The public seems not to care. Polls show record majorities approve Ronald Reagan's conduct of foreign policy. Longtime Reagan watchers trot out shopworn reassurances that laid-back management served the president fine in California. (Never mind that California does not have a foreign policy.)
For its part, the administration says the disarray is caused by "leaks" to the media; drastic plumbing is in order. But this stands the problem on its head: the leaks derive from the disarray -- the breakdown of discipline and loyalty that has always been the mark of a loss of control over the policy-making apparatus.
So how do you square this with the popular perception that Ronald Reagan has resurrected the American presidency, restoring confidence in the prestige and power of the United States as well? I think the answer lies in a failure to make the necessary distinction between the twin responsibilities of the American presidency.

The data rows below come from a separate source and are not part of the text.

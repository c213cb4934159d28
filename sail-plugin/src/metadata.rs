//! Codec metadata records and their file format.
//!
//! A metadata file is a line-oriented key=value document describing one
//! codec. The `layout` key must come first; it selects the key schema and
//! the plugin ABI the sibling binary conforms to.

use std::path::Path;

use serde::{Deserialize, Serialize};

use sail_core::{Error, Result};

/// Oldest metadata layout this build understands.
pub const CODEC_LAYOUT_MIN: u32 = 1;
/// Newest metadata layout this build understands.
pub const CODEC_LAYOUT_CURRENT: u32 = 2;

/// Whether this build understands a metadata layout version.
pub fn layout_supported(layout: u32) -> bool {
    (CODEC_LAYOUT_MIN..=CODEC_LAYOUT_CURRENT).contains(&layout)
}

/// Parsed description of one codec.
#[derive(Debug, Clone, Default, PartialEq, Eq, Serialize, Deserialize)]
pub struct CodecMetadata {
    /// Metadata layout version.
    pub layout: u32,
    /// Codec version string.
    pub version: String,
    /// Human-readable description.
    pub description: String,
    /// Lowercase file extensions without the leading dot, source order.
    pub extensions: Vec<String>,
    /// Lowercase MIME types, source order.
    pub mime_types: Vec<String>,
}

/// Split a semicolon-separated list: empty tokens are skipped, the rest
/// are trimmed and lowercased, source order preserved.
fn split_list(value: &str) -> Vec<String> {
    value
        .split(';')
        .map(str::trim)
        .filter(|token| !token.is_empty())
        .map(str::to_lowercase)
        .collect()
}

/// Parse metadata file contents.
///
/// The `layout` key must be the first key; unknown keys and unknown
/// layout versions reject the whole file.
pub fn parse_metadata(text: &str) -> Result<CodecMetadata> {
    let mut metadata = CodecMetadata::default();

    for (index, raw_line) in text.lines().enumerate() {
        let line_number = index + 1;
        let line = raw_line.trim();

        if line.is_empty() || line.starts_with(';') || line.starts_with('#') {
            continue;
        }
        // Section headers carry no information; the file has one codec.
        if line.starts_with('[') && line.ends_with(']') {
            continue;
        }

        let Some((key, value)) = line.split_once('=') else {
            return Err(Error::FileParseError {
                line: line_number,
                message: format!("expected key=value, got '{line}'"),
            });
        };
        let key = key.trim();
        let value = value.trim();

        if key == "layout" {
            metadata.layout = match value.parse::<u32>() {
                Ok(layout) if layout >= CODEC_LAYOUT_MIN => layout,
                _ => {
                    return Err(Error::FileParseError {
                        line: line_number,
                        message: format!("bad layout version '{value}'"),
                    })
                }
            };
            continue;
        }

        if metadata.layout == 0 {
            return Err(Error::FileParseError {
                line: line_number,
                message: "the layout version must be the first key".into(),
            });
        }
        if !layout_supported(metadata.layout) {
            return Err(Error::UnsupportedPluginLayout(metadata.layout));
        }

        match key {
            "version" => metadata.version = value.to_string(),
            "description" => metadata.description = value.to_string(),
            "extensions" => metadata.extensions = split_list(value),
            "mime-types" => metadata.mime_types = split_list(value),
            unknown => {
                return Err(Error::FileParseError {
                    line: line_number,
                    message: format!("unknown key '{unknown}'"),
                })
            }
        }
    }

    if metadata.layout == 0 {
        return Err(Error::FileParseError {
            line: 1,
            message: "missing layout version key".into(),
        });
    }
    if !layout_supported(metadata.layout) {
        return Err(Error::UnsupportedPluginLayout(metadata.layout));
    }

    Ok(metadata)
}

/// Read and parse a metadata file from disk.
pub fn read_metadata(path: impl AsRef<Path>) -> Result<CodecMetadata> {
    let path = path.as_ref();
    let text = std::fs::read_to_string(path).map_err(|e| Error::FileOpenError {
        path: path.display().to_string(),
        message: e.to_string(),
    })?;

    parse_metadata(&text)
}

#[cfg(test)]
mod tests {
    use super::*;

    #[test]
    fn test_parse_complete_file() {
        let text = "layout=1\nversion=1.0\ndescription=X\n\
                    extensions=jpg;jpeg\nmime-types=image/jpeg";
        let metadata = parse_metadata(text).unwrap();

        assert_eq!(metadata.layout, 1);
        assert_eq!(metadata.version, "1.0");
        assert_eq!(metadata.description, "X");
        assert_eq!(metadata.extensions, vec!["jpg", "jpeg"]);
        assert_eq!(metadata.mime_types, vec!["image/jpeg"]);
    }

    #[test]
    fn test_layout_must_be_first() {
        let err = parse_metadata("version=1.0\nlayout=1").unwrap_err();
        assert!(matches!(err, Error::FileParseError { line: 1, .. }));
    }

    #[test]
    fn test_unknown_layout_rejected() {
        let err = parse_metadata("layout=999\ndescription=X").unwrap_err();
        assert_eq!(err, Error::UnsupportedPluginLayout(999));

        let err = parse_metadata("layout=999").unwrap_err();
        assert_eq!(err, Error::UnsupportedPluginLayout(999));
    }

    #[test]
    fn test_bad_layout_value_rejected() {
        assert!(matches!(
            parse_metadata("layout=0"),
            Err(Error::FileParseError { .. })
        ));
        assert!(matches!(
            parse_metadata("layout=banana"),
            Err(Error::FileParseError { .. })
        ));
    }

    #[test]
    fn test_unknown_key_rejected() {
        let err = parse_metadata("layout=1\ncolor-depth=8").unwrap_err();
        assert!(matches!(err, Error::FileParseError { line: 2, .. }));
    }

    #[test]
    fn test_list_splitting_skips_empty_tokens() {
        let metadata =
            parse_metadata("layout=2\nextensions=;;JPG; jpeg ;;\nmime-types=IMAGE/JPEG")
                .unwrap();
        assert_eq!(metadata.extensions, vec!["jpg", "jpeg"]);
        assert_eq!(metadata.mime_types, vec!["image/jpeg"]);
    }

    #[test]
    fn test_sections_and_comments_ignored() {
        let text = "; generated file\n[codec]\nlayout=1\n# note\ndescription=GIF codec";
        let metadata = parse_metadata(text).unwrap();
        assert_eq!(metadata.description, "GIF codec");
    }

    #[test]
    fn test_missing_layout_rejected() {
        assert!(matches!(
            parse_metadata(""),
            Err(Error::FileParseError { .. })
        ));
        assert!(matches!(
            parse_metadata("; only a comment"),
            Err(Error::FileParseError { .. })
        ));
    }

    #[test]
    fn test_read_metadata_missing_file() {
        let err = read_metadata("/no/such/codec.info").unwrap_err();
        assert!(matches!(err, Error::FileOpenError { .. }));
    }
}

Reagan has unquestionably invested the role of head of state with a new ceremonial majesty. His every gesture is so reassuring that one hardly notices what has happened to that other role of head of government: what has happened is that it has been allowed to atrophy. The president does not exercise the elemental powers of his office to resolve internal quarrels with a view to getting things under way.
The result is a bedlam level unmatched since the days of, well, Al Haig. The onset of executive atrophy showed itself plainly, early on, in such things as the on-again/off-again sanctions against the European gas pipeline to the Soviet Union. It has since showed itself repeatedly in policy for the war in Lebanon, for counterterrorism, for arms control.

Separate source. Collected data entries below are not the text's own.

//! Process-wide codec catalog.
//!
//! The registry is an ordered list of codec records: built-in codecs
//! first, then metadata files discovered on disk. Codec instances are
//! created lazily and cached per record; `unload_plugins` drops the
//! caches without touching metadata, and live sessions keep their own
//! reference so an unload never pulls a codec out from under them.

use std::collections::HashSet;
use std::path::{Path, PathBuf};
use std::sync::{Arc, OnceLock};

use parking_lot::Mutex;
use tracing::{debug, info, warn};

use sail_codecs::{builtin_codecs, Codec, ReadFeatures, WriteFeatures};
use sail_core::{Error, IoStream, Result, SeekFrom};

use crate::loader::{default_search_paths, plugin_path_for, CodecLoader};
use crate::metadata::{read_metadata, CodecMetadata, CODEC_LAYOUT_CURRENT};

/// Where a codec's implementation comes from.
enum PluginSource {
    /// Compiled into this build.
    Builtin(Arc<dyn Codec>),
    /// A dynamic library sited next to its metadata file.
    Native(PathBuf),
}

/// One registered codec: metadata, capabilities, and a lazily created
/// implementation handle.
pub struct CodecRecord {
    name: String,
    metadata: CodecMetadata,
    read_features: ReadFeatures,
    write_features: WriteFeatures,
    source: PluginSource,
    instance: Mutex<Option<Arc<dyn Codec>>>,
}

impl std::fmt::Debug for CodecRecord {
    fn fmt(&self, f: &mut std::fmt::Formatter<'_>) -> std::fmt::Result {
        f.debug_struct("CodecRecord").field("name", &self.name).finish()
    }
}

impl CodecRecord {
    fn from_builtin(codec: Arc<dyn Codec>) -> Self {
        let descriptor = codec.describe();

        let metadata = CodecMetadata {
            layout: CODEC_LAYOUT_CURRENT,
            version: descriptor.version.to_string(),
            description: descriptor.description.to_string(),
            extensions: descriptor.extensions.iter().map(|e| e.to_string()).collect(),
            mime_types: descriptor.mime_types.iter().map(|m| m.to_string()).collect(),
        };

        Self {
            name: descriptor.name.to_string(),
            metadata,
            read_features: descriptor.read_features,
            write_features: descriptor.write_features,
            source: PluginSource::Builtin(codec),
            instance: Mutex::new(None),
        }
    }

    fn from_metadata(name: String, metadata: CodecMetadata, plugin_path: PathBuf) -> Self {
        Self {
            name,
            metadata,
            read_features: ReadFeatures::default(),
            write_features: WriteFeatures::default(),
            source: PluginSource::Native(plugin_path),
            instance: Mutex::new(None),
        }
    }

    /// Short codec name: the descriptor name for built-ins, the metadata
    /// file stem for discovered codecs.
    pub fn name(&self) -> &str {
        &self.name
    }

    /// Parsed codec metadata.
    pub fn metadata(&self) -> &CodecMetadata {
        &self.metadata
    }

    /// Decode capabilities.
    pub fn read_features(&self) -> &ReadFeatures {
        &self.read_features
    }

    /// Encode capabilities.
    pub fn write_features(&self) -> &WriteFeatures {
        &self.write_features
    }

    /// Whether this codec claims a file extension (case-insensitive,
    /// leading dot stripped).
    pub fn has_extension(&self, extension: &str) -> bool {
        let needle = extension.trim_start_matches('.').to_lowercase();
        self.metadata.extensions.iter().any(|e| *e == needle)
    }

    /// Whether this codec claims a MIME type (case-insensitive).
    pub fn has_mime_type(&self, mime: &str) -> bool {
        let needle = mime.to_lowercase();
        self.metadata.mime_types.iter().any(|m| *m == needle)
    }

    /// Get the codec implementation, creating and caching it on first
    /// use. Fails with `PluginLoadError` for native records, since no
    /// dynamic loader is compiled into this build.
    pub fn instance(&self) -> Result<Arc<dyn Codec>> {
        let mut cached = self.instance.lock();
        if let Some(codec) = cached.as_ref() {
            return Ok(codec.clone());
        }

        match &self.source {
            PluginSource::Builtin(codec) => {
                debug!(codec = %self.name, "binding built-in codec");
                *cached = Some(codec.clone());
                Ok(codec.clone())
            }
            PluginSource::Native(path) => Err(Error::PluginLoadError(format!(
                "{}: dynamic codec loading is not compiled into this build",
                path.display()
            ))),
        }
    }

    /// Drop the cached implementation handle. Metadata stays valid; the
    /// next `instance` call rebinds.
    pub fn unload(&self) {
        *self.instance.lock() = None;
    }
}

/// Ordered catalog of codec records.
pub struct Registry {
    records: Vec<CodecRecord>,
}

impl Registry {
    /// A registry holding only the built-in codecs.
    pub fn with_builtins() -> Self {
        let mut registry = Self {
            records: Vec::new(),
        };
        for codec in builtin_codecs() {
            registry.push(CodecRecord::from_builtin(codec));
        }
        registry
    }

    /// A registry with built-in codecs plus metadata files discovered in
    /// the given directories. Parse failures are logged and skipped.
    pub fn with_directories(directories: impl IntoIterator<Item = PathBuf>) -> Self {
        let mut registry = Self::with_builtins();
        let loader = CodecLoader::with_paths(directories);

        for path in loader.discover() {
            match read_metadata(&path) {
                Ok(metadata) => {
                    let name = path
                        .file_name()
                        .and_then(|n| n.to_str())
                        .and_then(|n| n.strip_suffix(crate::loader::METADATA_SUFFIX))
                        .unwrap_or("codec")
                        .to_string();
                    let plugin_path = plugin_path_for(&path);

                    info!(
                        codec = %name,
                        description = %metadata.description,
                        "registered codec from metadata"
                    );
                    registry.push(CodecRecord::from_metadata(name, metadata, plugin_path));
                }
                Err(err) => {
                    warn!(
                        path = %path.display(),
                        error = %err,
                        "skipping unreadable codec metadata"
                    );
                }
            }
        }

        registry
    }

    /// The process-wide registry, built once from the default search
    /// paths on first use.
    pub fn global() -> &'static Registry {
        static GLOBAL: OnceLock<Registry> = OnceLock::new();
        GLOBAL.get_or_init(|| Registry::with_directories(default_search_paths()))
    }

    fn push(&mut self, record: CodecRecord) {
        let mut claimed: HashSet<&str> = HashSet::new();
        for existing in &self.records {
            claimed.extend(existing.metadata.extensions.iter().map(String::as_str));
        }
        for extension in &record.metadata.extensions {
            if claimed.contains(extension.as_str()) {
                debug!(
                    codec = %record.name,
                    extension = %extension,
                    "extension already claimed, first codec wins"
                );
            }
        }

        self.records.push(record);
    }

    /// Number of registered codecs.
    pub fn len(&self) -> usize {
        self.records.len()
    }

    /// Whether the registry is empty.
    pub fn is_empty(&self) -> bool {
        self.records.is_empty()
    }

    /// Iterate over all records in registration order.
    pub fn iter(&self) -> impl Iterator<Item = &CodecRecord> {
        self.records.iter()
    }

    /// Look up a codec by short name.
    pub fn by_name(&self, name: &str) -> Option<&CodecRecord> {
        self.records.iter().find(|r| r.name == name)
    }

    /// Look up a codec by file extension. Case-insensitive; a leading
    /// dot is stripped.
    pub fn by_extension(&self, extension: &str) -> Option<&CodecRecord> {
        self.records.iter().find(|r| r.has_extension(extension))
    }

    /// Look up a codec by MIME type, case-insensitive.
    pub fn by_mime(&self, mime: &str) -> Option<&CodecRecord> {
        self.records.iter().find(|r| r.has_mime_type(mime))
    }

    /// Look up a codec by the extension of a path's final suffix.
    pub fn by_path(&self, path: impl AsRef<Path>) -> Option<&CodecRecord> {
        let extension = path.as_ref().extension()?.to_str()?;
        self.by_extension(extension)
    }

    /// Look up a codec by content: each codec in turn probes the stream;
    /// the first positive vote wins. The stream is rewound to its
    /// original position before returning. Records whose implementation
    /// cannot be bound are skipped.
    pub fn by_magic(&self, io: &mut dyn IoStream) -> Result<Option<&CodecRecord>> {
        let origin = io.tell()?;

        for record in &self.records {
            let codec = match record.instance() {
                Ok(codec) => codec,
                Err(err) => {
                    debug!(codec = %record.name, error = %err, "cannot bind codec, skipping");
                    continue;
                }
            };

            io.seek(SeekFrom::Start(origin))?;
            let vote = codec.probe(io);
            io.seek(SeekFrom::Start(origin))?;

            if matches!(vote, Ok(Some(_))) {
                return Ok(Some(record));
            }
        }

        Ok(None)
    }

    /// Drop every cached codec instance without invalidating metadata.
    /// Sessions started afterwards transparently rebind.
    pub fn unload_plugins(&self) {
        for record in &self.records {
            record.unload();
        }
        info!(codecs = self.records.len(), "unloaded codec instances");
    }
}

Nicaragua, then, is only the latest case. In theory, there is a policy: the president wants $100 million in military and economic aid to the Nicaraguan counterrevolutionaries, variously known as "contras" or "freedom fighters." He insists this will pile pressure on the Sandinistas to negotiate. To give this two-track approach credibility, he has made veteran troubleshooter Philip Habib his special envoy. Habib is working with the only diplomatic instrument available: the so-called Contadora process by which key countries in the region would broker a peace treaty, supposedly stopping Nicaragua's threat to the neighborhood.
The trouble is that, realistically, no conceivable peace treaty can achieve the hard-liners' true purpose: a full flowering of Nicaraguan democracy. And the hard-liners know it: the Sandinistas are not going to be dislodged or "reformed" without the use of more force than the administration is ready to advocate or Congress is ready to apply. The advocates of accommodation, in turn, must know that the Sandinistas are not going to negotiate away their power.

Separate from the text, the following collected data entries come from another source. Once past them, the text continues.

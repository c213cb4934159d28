//! GIF codec: GIF87a and GIF89a.
//!
//! Supports LZW compression, global and local color tables, interlaced
//! images, multi-frame animations with per-frame delays, and comment
//! extensions surfaced as metadata. Frames are decoded one at a time as
//! the session advances; by default they are composited onto an RGBA
//! canvas, or the raw indexed data can be requested instead.

mod decoder;
mod encoder;

use sail_core::{
    Compression, Error, ImageHeader, IoStream, PixelFormat, Result, SeekFrom,
};

use crate::features::{CompressionLevel, FeatureFlags, ImageProperties, ReadFeatures, WriteFeatures};
use crate::options::{ReadOptions, WriteOptions};
use crate::traits::{Codec, CodecDescriptor, Decoder, Encoder};

pub(crate) const SIGNATURE_87A: &[u8; 6] = b"GIF87a";
pub(crate) const SIGNATURE_89A: &[u8; 6] = b"GIF89a";

pub(crate) const EXTENSION_INTRODUCER: u8 = 0x21;
pub(crate) const IMAGE_SEPARATOR: u8 = 0x2C;
pub(crate) const TRAILER: u8 = 0x3B;

pub(crate) const GRAPHIC_CONTROL_LABEL: u8 = 0xF9;
pub(crate) const COMMENT_LABEL: u8 = 0xFE;
pub(crate) const APPLICATION_LABEL: u8 = 0xFF;

pub(crate) const MAX_CODE_SIZE: u8 = 12;
pub(crate) const MAX_TABLE_SIZE: usize = 1 << MAX_CODE_SIZE;

/// Frame disposal method from the graphic control extension.
#[derive(Debug, Clone, Copy, PartialEq, Eq, Default)]
pub(crate) enum DisposalMethod {
    /// No disposal specified.
    #[default]
    None,
    /// Leave the frame in place.
    Keep,
    /// Clear the frame's rectangle to transparent.
    RestoreBackground,
    /// Restore the canvas as it was before this frame.
    RestorePrevious,
}

impl DisposalMethod {
    pub(crate) fn from_packed(flags: u8) -> Self {
        match (flags >> 2) & 0x07 {
            1 => DisposalMethod::Keep,
            2 => DisposalMethod::RestoreBackground,
            3 => DisposalMethod::RestorePrevious,
            _ => DisposalMethod::None,
        }
    }
}

/// Logical screen descriptor.
#[derive(Debug, Clone, Copy)]
pub(crate) struct ScreenDescriptor {
    pub width: u16,
    pub height: u16,
    pub global_table_entries: usize,
}

/// Parse the signature, logical screen descriptor, and global color
/// table. Returns `None` if the signature does not match.
pub(crate) fn parse_screen(
    io: &mut dyn IoStream,
) -> Result<Option<(ScreenDescriptor, Option<Vec<u8>>)>> {
    let mut signature = [0u8; 6];
    match io.read_exact(&mut signature) {
        Ok(()) => {}
        Err(Error::ShortRead { .. }) => return Ok(None),
        Err(err) => return Err(err),
    }
    if &signature != SIGNATURE_87A && &signature != SIGNATURE_89A {
        return Ok(None);
    }

    let mut descriptor = [0u8; 7];
    io.read_exact(&mut descriptor)?;

    let width = u16::from_le_bytes([descriptor[0], descriptor[1]]);
    let height = u16::from_le_bytes([descriptor[2], descriptor[3]]);
    let flags = descriptor[4];

    if width == 0 || height == 0 {
        return Err(Error::IncorrectImageDimensions {
            width: width as u32,
            height: height as u32,
        });
    }

    let has_global_table = flags & 0x80 != 0;
    let global_table_entries = if has_global_table {
        1usize << ((flags & 0x07) + 1)
    } else {
        0
    };

    let global_palette = if has_global_table {
        let mut table = vec![0u8; global_table_entries * 3];
        io.read_exact(&mut table)?;
        Some(table)
    } else {
        None
    };

    Ok(Some((
        ScreenDescriptor {
            width,
            height,
            global_table_entries,
        },
        global_palette,
    )))
}

/// Skip sub-blocks without collecting their payload.
pub(crate) fn skip_sub_blocks(io: &mut dyn IoStream) -> Result<()> {
    loop {
        let size = io.read_byte()? as i64;
        if size == 0 {
            return Ok(());
        }
        io.seek(SeekFrom::Current(size))?;
    }
}

/// Collect the payload of consecutive sub-blocks.
pub(crate) fn collect_sub_blocks(io: &mut dyn IoStream) -> Result<Vec<u8>> {
    let mut collected = Vec::new();
    loop {
        let size = io.read_byte()? as usize;
        if size == 0 {
            return Ok(collected);
        }
        let start = collected.len();
        collected.resize(start + size, 0);
        io.read_exact(&mut collected[start..])?;
    }
}

/// The GIF codec.
#[derive(Debug, Default)]
pub struct GifCodec;

impl GifCodec {
    /// Create the codec.
    pub fn new() -> Self {
        Self
    }
}

fn read_features() -> ReadFeatures {
    ReadFeatures {
        input_pixel_formats: vec![PixelFormat::Indexed8],
        output_pixel_formats: vec![PixelFormat::Rgba32, PixelFormat::Indexed8],
        default_output_pixel_format: PixelFormat::Rgba32,
        features: FeatureFlags::STATIC
            | FeatureFlags::ANIMATED
            | FeatureFlags::META_INFO
            | FeatureFlags::INTERLACED,
    }
}

fn write_features() -> WriteFeatures {
    WriteFeatures {
        output_pixel_formats: vec![PixelFormat::Indexed8],
        features: FeatureFlags::STATIC | FeatureFlags::ANIMATED | FeatureFlags::META_INFO,
        properties: ImageProperties::empty(),
        compressions: vec![Compression::Lzw],
        default_compression: Compression::Lzw,
        compression_level: CompressionLevel::DISABLED,
    }
}

impl Codec for GifCodec {
    fn describe(&self) -> CodecDescriptor {
        CodecDescriptor {
            name: "gif",
            description: "Graphics Interchange Format",
            version: "1.0.0",
            extensions: &["gif"],
            mime_types: &["image/gif"],
            read_features: read_features(),
            write_features: write_features(),
        }
    }

    fn probe(&self, io: &mut dyn IoStream) -> Result<Option<ImageHeader>> {
        let origin = io.tell()?;
        let screen = parse_screen(io);
        io.seek(SeekFrom::Start(origin))?;

        Ok(screen?.map(|(screen, _)| {
            let mut header = ImageHeader::new(
                screen.width as u32,
                screen.height as u32,
                PixelFormat::Rgba32,
            );
            header.source_pixel_format = PixelFormat::Indexed8;
            header
        }))
    }

    fn read_init(&self, io: &mut dyn IoStream, options: &ReadOptions) -> Result<Box<dyn Decoder>> {
        let (screen, global_palette) = parse_screen(io)?
            .ok_or_else(|| Error::CorruptedImage("not a GIF stream".into()))?;

        Ok(Box::new(decoder::GifDecoder::new(
            options.clone(),
            screen,
            global_palette,
        )))
    }

    fn write_init(
        &self,
        _io: &mut dyn IoStream,
        options: &WriteOptions,
    ) -> Result<Box<dyn Encoder>> {
        Ok(Box::new(encoder::GifEncoder::new(options.clone())))
    }
}

#[cfg(test)]
mod tests {
    use super::*;
    use sail_core::MemReader;

    #[test]
    fn test_disposal_from_packed() {
        assert_eq!(DisposalMethod::from_packed(0x00), DisposalMethod::None);
        assert_eq!(DisposalMethod::from_packed(0x04), DisposalMethod::Keep);
        assert_eq!(
            DisposalMethod::from_packed(0x08),
            DisposalMethod::RestoreBackground
        );
        assert_eq!(
            DisposalMethod::from_packed(0x0C),
            DisposalMethod::RestorePrevious
        );
    }

    #[test]
    fn test_parse_screen_rejects_other_signatures() {
        let data = b"NOTGIF_______";
        let mut io = MemReader::new(&data[..]);
        assert!(parse_screen(&mut io).unwrap().is_none());
    }

    #[test]
    fn test_parse_screen_reads_global_table() {
        // 2x1 screen, global table with 2 entries
        let mut data = b"GIF89a".to_vec();
        data.extend_from_slice(&[2, 0, 1, 0, 0x80, 0, 0]);
        data.extend_from_slice(&[0, 0, 0, 255, 255, 255]);

        let mut io = MemReader::new(&data);
        let (screen, palette) = parse_screen(&mut io).unwrap().unwrap();
        assert_eq!(screen.width, 2);
        assert_eq!(screen.height, 1);
        assert_eq!(screen.global_table_entries, 2);
        assert_eq!(palette.unwrap().len(), 6);
    }

    #[test]
    fn test_probe_reports_screen_dimensions() {
        let mut data = b"GIF89a".to_vec();
        data.extend_from_slice(&[4, 0, 3, 0, 0x80, 0, 0]);
        data.extend_from_slice(&[0u8; 6]);

        let mut io = MemReader::new(&data);
        let header = GifCodec::new().probe(&mut io).unwrap().unwrap();
        assert_eq!(header.width, 4);
        assert_eq!(header.height, 3);
        assert_eq!(header.pixel_format, PixelFormat::Rgba32);
        assert_eq!(header.source_pixel_format, PixelFormat::Indexed8);
        assert_eq!(io.tell().unwrap(), 0);
    }
}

But so long as the argument centers on means, rather than a forthright debate about ends, both sides are free to beg the hard questions. The State Department can plug a combination of covert aid and diplomacy while Defense can sneer at the futility of diplomacy, at the same time putting prudent limits on the force it is willing to bring to bear. Small wonder that partisans on one side or the other in Congress find much to exploit in the administration's internal tugging and hauling.
That's not to say the administration would necessarily prevail in Congress even if it spoke with one voice. The point is that the restoration of a coherent policy for Nicaragua has to start where foreign policy-making is supposed to start: in the executive branch. And the element that's missing in the executive branch is Ronald Reagan's firm, guiding hand.